Dans les années 50, Jack grandit entre un père autoritaire et une mère aimante. La naissance de ses deux frères l'oblige bientôt à partager cet amour, tandis qu'il est quotidiennement confronté à ce père ultra-rigide, obsédé par sa réussite et celle de ses enfants. Ce père dont la violence sourde va galvaniser l'agressivité de ses fils et particulièrement celle de son aîné. Jusqu'à ce qu'un événement tragique vienne bouleverser cet équilibre déjà précaire.

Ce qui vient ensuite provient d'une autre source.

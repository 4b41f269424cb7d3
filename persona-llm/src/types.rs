//! Request and response types shared by every backend.

use serde::{Deserialize, Serialize};

/// Author of a chat message, as the backend sees it.
#[derive(Debug, Clone, Copy, PartialEq, Eq, Serialize, Deserialize)]
#[serde(rename_all = "lowercase")]
pub enum ChatRole {
    /// Instructions and context.
    System,
    /// The human.
    User,
    /// The character.
    Assistant,
}

/// One message of the outbound conversation.
#[derive(Debug, Clone, PartialEq, Eq, Serialize, Deserialize)]
pub struct ChatMessage {
    /// Author.
    pub role: ChatRole,
    /// Text.
    pub content: String,
}

impl ChatMessage {
    /// A system message.
    #[must_use]
    pub fn system(content: impl Into<String>) -> Self {
        Self {
            role: ChatRole::System,
            content: content.into(),
        }
    }

    /// A user message.
    #[must_use]
    pub fn user(content: impl Into<String>) -> Self {
        Self {
            role: ChatRole::User,
            content: content.into(),
        }
    }

    /// An assistant message.
    #[must_use]
    pub fn assistant(content: impl Into<String>) -> Self {
        Self {
            role: ChatRole::Assistant,
            content: content.into(),
        }
    }
}

/// Sampling parameters.
#[derive(Debug, Clone, PartialEq, Serialize)]
pub struct GenerationParams {
    /// Model name.
    pub model: String,
    /// Maximum tokens to generate.
    pub max_tokens: u32,
    /// Sampling temperature.
    pub temperature: f32,
}

/// A function the model may call instead of answering.
#[derive(Debug, Clone, PartialEq, Serialize, Deserialize)]
pub struct ToolDeclaration {
    /// Function name.
    pub name: String,
    /// What the function does, for the model.
    pub description: String,
    /// JSON schema of the arguments object.
    pub parameters: serde_json::Value,
}

/// A full generation request.
#[derive(Debug, Clone, PartialEq, Serialize)]
pub struct GenerationRequest {
    /// Conversation, oldest first; the system block comes first.
    pub messages: Vec<ChatMessage>,
    /// Sampling parameters.
    pub params: GenerationParams,
    /// Tools offered to the model.
    pub tools: Vec<ToolDeclaration>,
}

/// A structured function call returned by the model.
#[derive(Debug, Clone, PartialEq, Serialize, Deserialize)]
pub struct ToolInvocation {
    /// Function name.
    pub name: String,
    /// Arguments object.
    pub arguments: serde_json::Value,
}

/// What the model produced.
#[derive(Debug, Clone, PartialEq)]
pub enum GenerationResponse {
    /// A plain reply.
    Text(String),
    /// A tool call.
    ToolCall(ToolInvocation),
}

/// Input to a summariser.
#[derive(Debug, Clone, PartialEq, Eq, Serialize)]
pub struct SummaryRequest {
    /// Summary produced by the previous call, if any.
    pub prior_summary: Option<String>,
    /// Messages to fold in, oldest first.
    pub messages: Vec<ChatMessage>,
}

Comme il y a longtemps, une certaine météorite...
Si tant est que la finalité d'un festival de l'envergure de celui de Cannes soit de récompenser et donc, par delà, de révéler un certain type de cinéma novateur et audacieux, sans pour autant s'enferrer dans un auteurisme autistique et forcené - mais loin par exemple d'un
Scorsese primant sous couvert d'audace le classicisme bon teint (bien que plastiquement magnifique)
d'un Angelopoulos ou la cuculterie rigolarde et bien-pensante
d'un Benigni - eh bien, il faut le dire, cette 64ème édition fût un grand cru !
Car dans cette perspective, rarement, jamais peut-être, une Palme d'Or ne fût elle à ce point méritée (avec celle remise à "
Oncle Boonmee..." l'année dernière, ce qui serait la preuve d'une évolution positive si tout cela n'était pas, somme toute, le fruit du hasard).
Et les prix d'interprétation ou de la réalisation remis à des acteurs - et des films - populaires (
Dunst,
Dujardin, "
Drive"...) qui vont sans doute ouvrir la manifestation à un public plus vaste, ne font sans doute qu'en renforcer l'impact, grâce à l'effet-miroir d'une sorte de fort et beau contraste...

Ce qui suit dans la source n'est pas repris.